Mas Elise também permaneceu viva pela sua ausência, através das memórias das que conviveram com ela como Joyce Johnson e Janine Pommy Vega. Há muitos pontos de convergência que unem Elise Cowen e os elementos dispostos nos oitenta e três poemas deixados. Há muitas referências e intertextos presentes em Poems and Fragments, deixando claro que ela não escrevia ao acaso, apoiando-se apenas na espontaneidade Beat. Há referências minuciosas à Emily Dickinson e à sua biografia, relatos de sonhos que apontam as internações psiquiátricas, além de situações corriqueiras como uma série de poemas sobre baratas, que fariam referência a uma infestação no apartamento em que vivia com Janine Pommy Vega. As analogias que podem ser feitas aprimoram a reconstrução da história dessas mulheres e, principalmente, de Cowen, que passa a ganhar contornos nítidos para além de sua obra.
Uma barata
Uma barata
Rastejou para dentro
Do meu sapato
Gostou daquela escuridão perfumada
Uma barata
Escalou
Meu sapato
Longe do frio & luz
Escorrego minha mão
A
Seguindo
Barata
O melhor que posso fazer por você
É compará-la ao bronze
E aos judeus
Não é bem-vinda
a usar o meu sapato
Como descanso de viagem
Óbvia
Da sombra da minha mão
Você sempre volta
pelo chão
Mais? – olhe –
Você perdeu uma antena
Eu trato você
seriamente afetiva como um bebê
Em muitos versos, há relações entre o corpo e o sagrado, evocando também questionamentos da filosofia oriental, um mote comum nas produções masculinas. Por ser judia, Cowen também evoca a Cabala e desconstrói vários símbolos da religião e da tradição que cresceu inserida. Willer diz que “a oscilação entre pólos, do mantra ao sexo explícito, do sagrado ao profano, do espiritual ao material, é típica da beat e especialmente característica de Ginsberg. Faz parte de sua religiosidade transgressiva” e isso é plenamente aplicável como analogia entre a poesia de Cowen e Ginsberg.

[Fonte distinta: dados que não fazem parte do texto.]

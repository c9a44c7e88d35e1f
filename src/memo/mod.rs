//! Memoization: result caching keyed by arguments.
//!
//! [`memoize`] wraps a [`Callable`] with a cache. Each invocation derives
//! a key from the argument bundle, consults the cache, and only invokes
//! the wrapped callable on a miss. Only successful results are cached —
//! an error is returned to the caller and the next invocation with the
//! same key computes again.
//!
//! The default key is the positional argument list plus the canonically
//! ordered keyword list, available whenever the argument type is
//! `Hash + Eq + Clone` — the capability is a compile-time bound, so the
//! default path cannot fail at runtime. Callers with argument types that
//! cannot carry those bounds supply their own (fallible) key function via
//! [`memoize_with`], reporting
//! [`Error::UnhashableArguments`](crate::error::Error::UnhashableArguments)
//! for values they cannot encode.
//!
//! # Concurrency contract
//!
//! The default cache ([`UnsyncCache`]) is `!Sync`: a wrapper shared
//! between threads is the caller's responsibility to synchronize. The
//! `sync` feature adds [`SyncCache`] for opting into internal locking.
//!
//! # Examples
//!
//! ```rust
//! use pliers::callable::{from_fn1, Args, Callable};
//! use pliers::memo::memoize;
//! use std::cell::Cell;
//! use std::rc::Rc;
//!
//! let invocations = Rc::new(Cell::new(0));
//! let counter = Rc::clone(&invocations);
//! let slow_double = memoize(from_fn1(move |n: u64| {
//!     counter.set(counter.get() + 1);
//!     n * 2
//! }));
//!
//! assert_eq!(slow_double.invoke(Args::positional([21])).unwrap(), 42);
//! assert_eq!(slow_double.invoke(Args::positional([21])).unwrap(), 42);
//! assert_eq!(invocations.get(), 1); // second call was a cache hit
//! ```

mod cache;
mod fn_memo;

pub use cache::{Cache, UnsyncCache};
#[cfg(feature = "sync")]
pub use cache::SyncCache;
pub use fn_memo::{FnMemo1, FnMemo2};

use crate::callable::{Args, Callable, Signature};
use crate::error::Error;
use std::hash::Hash;
use std::rc::Rc;

/// The default cache key: positional arguments in order, keyword
/// arguments in canonical name order.
#[derive(Debug, Clone, PartialEq, Eq, Hash)]
pub struct ArgsKey<A> {
    positional: Vec<A>,
    keywords: Vec<(String, A)>,
}

impl<A: Clone> ArgsKey<A> {
    /// Derives the key from an argument bundle.
    pub fn of(args: &Args<A>) -> Self {
        Self {
            positional: args.positional_args().to_vec(),
            keywords: args
                .keywords()
                .iter()
                .map(|(name, value)| (name.clone(), value.clone()))
                .collect(),
        }
    }
}

/// A callable wrapped with a result cache.
///
/// Created by [`memoize`] or [`memoize_with`]; the cache itself can be
/// swapped for a caller-supplied one via [`Memoized::with_cache`]. The
/// cache grows without bound for the lifetime of the wrapper (or of the
/// shared cache handle).
pub struct Memoized<A, R, K = ArgsKey<A>> {
    target: Rc<dyn Callable<A, R>>,
    derive_key: Rc<dyn Fn(&Args<A>) -> Result<K, Error>>,
    cache: Rc<dyn Cache<K, R>>,
}

impl<A, R, K> Clone for Memoized<A, R, K> {
    fn clone(&self) -> Self {
        Self {
            target: Rc::clone(&self.target),
            derive_key: Rc::clone(&self.derive_key),
            cache: Rc::clone(&self.cache),
        }
    }
}

/// Wraps a callable with the default argument-derived cache key and a
/// fresh unbounded [`UnsyncCache`].
pub fn memoize<A, R>(target: impl Callable<A, R> + 'static) -> Memoized<A, R>
where
    A: Hash + Eq + Clone + 'static,
    R: Clone + 'static,
{
    Memoized {
        target: Rc::new(target),
        derive_key: Rc::new(|args| Ok(ArgsKey::of(args))),
        cache: Rc::new(UnsyncCache::new()),
    }
}

/// Wraps a callable with an explicit cache-key function.
///
/// The key function may fail — typically with
/// [`Error::UnhashableArguments`](crate::error::Error::UnhashableArguments)
/// — in which case the wrapped callable is *not* invoked and the failure
/// surfaces immediately.
pub fn memoize_with<A, R, K>(
    target: impl Callable<A, R> + 'static,
    derive_key: impl Fn(&Args<A>) -> Result<K, Error> + 'static,
) -> Memoized<A, R, K>
where
    A: 'static,
    R: Clone + 'static,
    K: Hash + Eq + 'static,
{
    Memoized {
        target: Rc::new(target),
        derive_key: Rc::new(derive_key),
        cache: Rc::new(UnsyncCache::new()),
    }
}

impl<A, R, K> Memoized<A, R, K> {
    /// Replaces the cache with a caller-supplied one.
    ///
    /// Sharing one cache handle between wrappers (or keeping a handle to
    /// evict from outside) is the intended use.
    #[must_use]
    pub fn with_cache(mut self, cache: Rc<dyn Cache<K, R>>) -> Self {
        self.cache = cache;
        self
    }
}

impl<A, R, K> Callable<A, R> for Memoized<A, R, K>
where
    A: 'static,
    R: Clone + 'static,
    K: 'static,
{
    fn signature(&self) -> Option<&Signature> {
        self.target.signature()
    }

    fn invoke(&self, args: Args<A>) -> Result<R, Error> {
        let key = (self.derive_key)(&args)?;
        if let Some(hit) = self.cache.fetch(&key) {
            return Ok(hit);
        }
        let result = self.target.invoke(args)?;
        self.cache.store(key, result.clone());
        Ok(result)
    }
}
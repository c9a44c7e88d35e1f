//! The dynamic callable substrate.
//!
//! Currying, memoization, and dynamic composition all operate on values
//! implementing [`Callable`]: something invocable with an [`Args`] bundle
//! of positional and keyword arguments, carrying an optional declared
//! [`Signature`].
//!
//! The layer is deliberately monomorphic over a caller-chosen value type
//! `A`. A callable over mixed payloads brings its own enum for `A`; fully
//! typed heterogeneous pipelines belong to the macro layer in
//! [`compose`](crate::compose) instead.
//!
//! # Building callables
//!
//! Ordinary Rust functions of fixed arity adapt via [`from_fn1`] ..
//! [`from_fn6`]; the adapter knows the arity from the function type, so the
//! resulting [`RawFn`] carries a [`Signature`] by construction:
//!
//! ```rust
//! use pliers::callable::{from_fn2, Args, Callable};
//!
//! let add = from_fn2(|a: i64, b: i64| a + b);
//! assert_eq!(add.signature().map(pliers::callable::Signature::required), Some(2));
//!
//! let sum = add.invoke(Args::positional([2, 3])).unwrap();
//! assert_eq!(sum, 5);
//! ```
//!
//! Opaque callables are wrapped with [`RawFn::new`]; they declare no
//! signature until the caller supplies one with [`RawFn::with_signature`],
//! and currying one without an override fails with
//! [`Error::SignatureUnavailable`](crate::error::Error::SignatureUnavailable).

mod adapt;
mod args;
mod signature;

pub use adapt::{
    RawFn, from_fn0, from_fn1, from_fn2, from_fn3, from_fn4, from_fn5, from_fn6, variadic,
};
pub use args::Args;
pub use signature::{KeywordSpec, Signature};

use crate::error::Error;
use std::rc::Rc;

/// A value invocable with an [`Args`] bundle.
///
/// Implementors report a declared [`Signature`] when one is known; the
/// curry engine refuses to wrap a callable whose signature is unknown.
///
/// The trait is object safe: wrappers hold `Rc<dyn Callable<A, R>>` and
/// never own the underlying function beyond that reference.
pub trait Callable<A, R = A> {
    /// The declared signature, if known.
    fn signature(&self) -> Option<&Signature>;

    /// Invokes the callable with the supplied arguments.
    ///
    /// # Errors
    ///
    /// Returns whatever the underlying function returns; adapters add
    /// [`Error::ArityMismatch`] when the argument bundle cannot be unpacked
    /// into the declared parameter list.
    fn invoke(&self, args: Args<A>) -> Result<R, Error>;
}

impl<A, R, C: Callable<A, R> + ?Sized> Callable<A, R> for Rc<C> {
    fn signature(&self) -> Option<&Signature> {
        (**self).signature()
    }

    fn invoke(&self, args: Args<A>) -> Result<R, Error> {
        (**self).invoke(args)
    }
}
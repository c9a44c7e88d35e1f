//! Adapters from ordinary Rust functions to [`Callable`].

use super::args::Args;
use super::signature::Signature;
use super::Callable;
use crate::error::Error;
use paste::paste;

/// A boxed callable over a uniform argument type.
///
/// `RawFn` is the bridge between arbitrary Rust closures and the dynamic
/// layer. [`RawFn::new`] wraps an opaque variadic closure with no declared
/// signature — introspection on it is impossible, so currying it without
/// [`RawFn::with_signature`] fails with [`Error::SignatureUnavailable`].
/// The [`from_fn0`] .. [`from_fn6`] and [`variadic`] constructors declare
/// the signature for you.
///
/// # Examples
///
/// ```rust
/// use pliers::callable::{Args, Callable, RawFn, Signature};
///
/// // An opaque callable: signature unknown until declared.
/// let joined = RawFn::new(|args: Args<String>| {
///     Ok(args.positional_args().join("-"))
/// });
/// assert!(joined.signature().is_none());
///
/// let joined = joined.with_signature(Signature::new(2).variadic());
/// let out = joined
///     .invoke(Args::positional(["a".to_string(), "b".to_string()]))
///     .unwrap();
/// assert_eq!(out, "a-b");
/// ```
pub struct RawFn<A, R> {
    run: Box<dyn Fn(Args<A>) -> Result<R, Error>>,
    signature: Option<Signature>,
}

impl<A, R> RawFn<A, R> {
    /// Wraps an opaque callable. No signature is declared.
    pub fn new(function: impl Fn(Args<A>) -> Result<R, Error> + 'static) -> Self {
        Self {
            run: Box::new(function),
            signature: None,
        }
    }

    /// Declares (or overrides) the signature of this callable.
    #[must_use]
    pub fn with_signature(mut self, signature: Signature) -> Self {
        self.signature = Some(signature);
        self
    }
}

impl<A, R> Callable<A, R> for RawFn<A, R> {
    fn signature(&self) -> Option<&Signature> {
        self.signature.as_ref()
    }

    fn invoke(&self, args: Args<A>) -> Result<R, Error> {
        (self.run)(args)
    }
}

/// Adapts a function over a positional argument slice, with a declared
/// minimum arity and unbounded extras.
///
/// # Examples
///
/// ```rust
/// use pliers::callable::{variadic, Args, Callable};
///
/// let sum = variadic(1, |values: &[i64]| values.iter().sum::<i64>());
/// assert_eq!(sum.invoke(Args::positional([1, 2, 3])).unwrap(), 6);
/// assert!(sum.invoke(Args::new()).is_err());
/// ```
pub fn variadic<A, R, F>(min: usize, function: F) -> RawFn<A, R>
where
    A: 'static,
    R: 'static,
    F: Fn(&[A]) -> R + 'static,
{
    let signature = Signature::new(min).variadic();
    RawFn {
        run: Box::new(move |args: Args<A>| {
            if args.has_keywords() || args.positional_len() < min {
                return Err(Error::ArityMismatch {
                    expected: min,
                    variadic: true,
                    received: args.len(),
                });
            }
            Ok(function(args.positional_args()))
        }),
        signature: Some(signature),
    }
}

// Expands each parameter ident to the uniform argument type.
macro_rules! uniform_arg {
    ($param:ident) => {
        A
    };
}

macro_rules! fixed_arity_adapters {
    ($( $arity:literal => ( $($param:ident),* ) ),+ $(,)?) => { $( paste! {
        #[doc = concat!(
            "Adapts a function of ", stringify!($arity),
            " homogeneous arguments into a [`RawFn`] whose signature is known by construction.",
        )]
        ///
        /// Invoking the adapter with any keyword arguments, or with a
        /// positional count other than the declared arity, is an
        /// [`Error::ArityMismatch`] — the adapter is the callable's own
        /// argument boundary.
        pub fn [<from_fn $arity>]<A, R, F>(function: F) -> RawFn<A, R>
        where
            A: 'static,
            R: 'static,
            F: Fn($(uniform_arg!($param)),*) -> R + 'static,
        {
            RawFn {
                run: Box::new(move |args: Args<A>| {
                    let mismatch = Error::ArityMismatch {
                        expected: $arity,
                        variadic: false,
                        received: args.len(),
                    };
                    if args.has_keywords() {
                        return Err(mismatch);
                    }
                    let values = args.into_positional().into_vec();
                    let Ok([$($param),*]) = <[A; $arity]>::try_from(values) else {
                        return Err(mismatch);
                    };
                    Ok(function($($param),*))
                }),
                signature: Some(Signature::new($arity)),
            }
        }
    } )+ };
}

fixed_arity_adapters! {
    0 => (),
    1 => (first),
    2 => (first, second),
    3 => (first, second, third),
    4 => (first, second, third, fourth),
    5 => (first, second, third, fourth, fifth),
    6 => (first, second, third, fourth, fifth, sixth),
}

A importância de uma abordagem de gênero é fundamental para ressignificar os processos sociais como também define Rita Felski: “O gênero não afeta somente o conteúdo factual do conhecimento histórico — o que é incluído e o que fica de fora —, mas também os pressupostos filosóficos subjacentes a nossas interpretações da natureza e dos significados dos processos sociais”.

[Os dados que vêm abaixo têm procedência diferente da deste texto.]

//! Associative transforms: eager, non-mutating map operations.
//!
//! Every operation takes its input map(s) by value and returns a new map;
//! nothing is mutated in place as far as any caller can observe. Moving
//! instead of defensively copying is the Rust rendering of persistence —
//! clone first when the original must stay around.
//!
//! All operations are generic over the map's `BuildHasher`, so they work
//! unchanged with alternative hashers.
//!
//! # Examples
//!
//! ```rust
//! use pliers::assoc::{merge, valmap};
//! use std::collections::HashMap;
//!
//! let defaults = HashMap::from([("retries", 3), ("timeout", 30)]);
//! let overrides = HashMap::from([("timeout", 5)]);
//!
//! let settings = merge([defaults, overrides]);
//! assert_eq!(settings[&"retries"], 3);
//! assert_eq!(settings[&"timeout"], 5); // later mapping wins
//!
//! let doubled = valmap(|v| v * 2, settings);
//! assert_eq!(doubled[&"timeout"], 10);
//! ```

use crate::error::Error;
use std::collections::hash_map::Entry;
use std::collections::HashMap;
use std::fmt;
use std::hash::{BuildHasher, Hash};

/// Merges mappings left to right; on key collision the later mapping
/// wins.
///
/// # Examples
///
/// ```rust
/// use pliers::assoc::merge;
/// use std::collections::HashMap;
///
/// let merged = merge([
///     HashMap::from([("a", 1)]),
///     HashMap::from([("a", 2), ("b", 3)]),
/// ]);
/// assert_eq!(merged, HashMap::from([("a", 2), ("b", 3)]));
/// ```
pub fn merge<K, V, S, I>(maps: I) -> HashMap<K, V, S>
where
    I: IntoIterator<Item = HashMap<K, V, S>>,
    K: Hash + Eq,
    S: BuildHasher + Default,
{
    let mut merged = HashMap::default();
    for map in maps {
        merged.extend(map);
    }
    merged
}

/// Merges mappings left to right, combining collided values with `binop`
/// (earlier value first).
///
/// # Examples
///
/// ```rust
/// use pliers::assoc::merge_with;
/// use std::collections::HashMap;
///
/// let total = merge_with(
///     |a, b| a + b,
///     [HashMap::from([("a", 1)]), HashMap::from([("a", 2)])],
/// );
/// assert_eq!(total[&"a"], 3);
/// ```
pub fn merge_with<K, V, S, I, B>(binop: B, maps: I) -> HashMap<K, V, S>
where
    I: IntoIterator<Item = HashMap<K, V, S>>,
    K: Hash + Eq,
    S: BuildHasher + Default,
    B: Fn(V, V) -> V,
{
    let mut merged: HashMap<K, V, S> = HashMap::default();
    for map in maps {
        for (key, value) in map {
            match merged.entry(key) {
                Entry::Vacant(slot) => {
                    slot.insert(value);
                }
                Entry::Occupied(slot) => {
                    let (key, existing) = slot.remove_entry();
                    merged.insert(key, binop(existing, value));
                }
            }
        }
    }
    merged
}

/// Applies `function` to every key.
///
/// Keys that collide after mapping resolve last-writer-wins, in the
/// map's own iteration order.
///
/// # Examples
///
/// ```rust
/// use pliers::assoc::keymap;
/// use std::collections::HashMap;
///
/// let upper = keymap(|k: String| k.to_uppercase(), HashMap::from([("a".to_string(), 1)]));
/// assert_eq!(upper[&"A".to_string()], 1);
/// ```
pub fn keymap<K, K2, V, S, F>(function: F, map: HashMap<K, V, S>) -> HashMap<K2, V, S>
where
    K2: Hash + Eq,
    S: BuildHasher + Default,
    F: Fn(K) -> K2,
{
    map.into_iter()
        .map(|(key, value)| (function(key), value))
        .collect()
}

/// Applies `function` to every value.
///
/// # Examples
///
/// ```rust
/// use pliers::assoc::valmap;
/// use std::collections::HashMap;
///
/// let lengths = valmap(|v: String| v.len(), HashMap::from([(1, "abc".to_string())]));
/// assert_eq!(lengths[&1], 3);
/// ```
pub fn valmap<K, V, V2, S, F>(function: F, map: HashMap<K, V, S>) -> HashMap<K, V2, S>
where
    K: Hash + Eq,
    S: BuildHasher + Default,
    F: Fn(V) -> V2,
{
    map.into_iter()
        .map(|(key, value)| (key, function(value)))
        .collect()
}

/// The mapping with `key` set to `value`.
///
/// # Examples
///
/// ```rust
/// use pliers::assoc::assoc;
/// use std::collections::HashMap;
///
/// let updated = assoc(HashMap::from([("x", 1)]), "y", 2);
/// assert_eq!(updated, HashMap::from([("x", 1), ("y", 2)]));
/// ```
pub fn assoc<K, V, S>(mut map: HashMap<K, V, S>, key: K, value: V) -> HashMap<K, V, S>
where
    K: Hash + Eq,
    S: BuildHasher,
{
    map.insert(key, value);
    map
}

/// The mapping with the given keys absent.
///
/// # Examples
///
/// ```rust
/// use pliers::assoc::dissoc;
/// use std::collections::HashMap;
///
/// let trimmed = dissoc(HashMap::from([("x", 1), ("y", 2)]), ["y", "z"]);
/// assert_eq!(trimmed, HashMap::from([("x", 1)]));
/// ```
pub fn dissoc<K, V, S, I>(mut map: HashMap<K, V, S>, keys: I) -> HashMap<K, V, S>
where
    K: Hash + Eq,
    S: BuildHasher,
    I: IntoIterator<Item = K>,
{
    for key in keys {
        map.remove(&key);
    }
    map
}

/// Retains only the entries whose key satisfies `predicate`.
///
/// # Examples
///
/// ```rust
/// use pliers::assoc::key_filter;
/// use std::collections::HashMap;
///
/// let short = key_filter(
///     |k: &&str| k.len() <= 2,
///     HashMap::from([("ab", 1), ("abc", 2)]),
/// );
/// assert_eq!(short, HashMap::from([("ab", 1)]));
/// ```
pub fn key_filter<K, V, S, P>(predicate: P, mut map: HashMap<K, V, S>) -> HashMap<K, V, S>
where
    K: Hash + Eq,
    S: BuildHasher,
    P: Fn(&K) -> bool,
{
    map.retain(|key, _| predicate(key));
    map
}

/// Retains only the entries whose value satisfies `predicate`.
///
/// # Examples
///
/// ```rust
/// use pliers::assoc::val_filter;
/// use std::collections::HashMap;
///
/// let positive = val_filter(
///     |v: &i32| *v > 0,
///     HashMap::from([("a", 1), ("b", -1)]),
/// );
/// assert_eq!(positive, HashMap::from([("a", 1)]));
/// ```
pub fn val_filter<K, V, S, P>(predicate: P, mut map: HashMap<K, V, S>) -> HashMap<K, V, S>
where
    K: Hash + Eq,
    S: BuildHasher,
    P: Fn(&V) -> bool,
{
    map.retain(|_, value| predicate(value));
    map
}

/// Keyed lookup, or [`Error::KeyNotFound`] naming the missing key.
///
/// # Errors
///
/// [`Error::KeyNotFound`] when the mapping has no entry for `key`.
///
/// # Examples
///
/// ```rust
/// use pliers::assoc;
/// use std::collections::HashMap;
///
/// let map = HashMap::from([("rate", 3)]);
/// assert_eq!(assoc::get(&"rate", &map), Ok(&3));
/// assert!(assoc::get(&"missing", &map).is_err());
/// ```
pub fn get<'m, K, V, S>(key: &K, map: &'m HashMap<K, V, S>) -> Result<&'m V, Error>
where
    K: Hash + Eq + fmt::Debug,
    S: BuildHasher,
{
    map.get(key).ok_or_else(|| Error::KeyNotFound {
        key: format!("{key:?}"),
    })
}

/// Keyed lookup with a fallback.
///
/// # Examples
///
/// ```rust
/// use pliers::assoc;
/// use std::collections::HashMap;
///
/// let map = HashMap::from([("rate", 3)]);
/// assert_eq!(assoc::get_or(&"missing", &0, &map), &0);
/// ```
pub fn get_or<'m, K, V, S>(key: &K, default: &'m V, map: &'m HashMap<K, V, S>) -> &'m V
where
    K: Hash + Eq,
    S: BuildHasher,
{
    map.get(key).unwrap_or(default)
}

A pesquisa e tradução desses poemas permite que a recepção da obra da autora também faça questionamentos, mais do que tenha respostas. Com algumas traduções feitas e outras em andamento, já é possível encontrar os pontos que instigam uma investigação maior dos escritos, principalmente para compreender as abordagens de como apresentar essa obra a um público.
A voz de Elise Cowen reverbera pelas palavras minuciosamente escolhidas e pede que sua ausência seja dispositivo para que a presença seja sentida no verso. No fim, Gregory Corso tinha razão: um dia teríamos que falar sobre isso.
Às vezes em minha masmorra há algo que rasteja
Em algum lugar nesta masmorra
Algo rastejante
Uma lagarta eriçada
Uma vir-a-ser borboleta
Ficará desapontada
Se não houver dia para ver?
Se tornar-se uma mariposa?
Que triste visão
Pois não há nada além dessas paredes
Sou o único clarão
Este artigo foi escrito a partir de minhas pesquisas para o projeto de mestrado em Estudos Literários na Universidade Federal do Paraná. Ele faz parte de um estudo em desenvolvimento com outras pesquisadoras e tradutoras das escritoras do círculo Beat.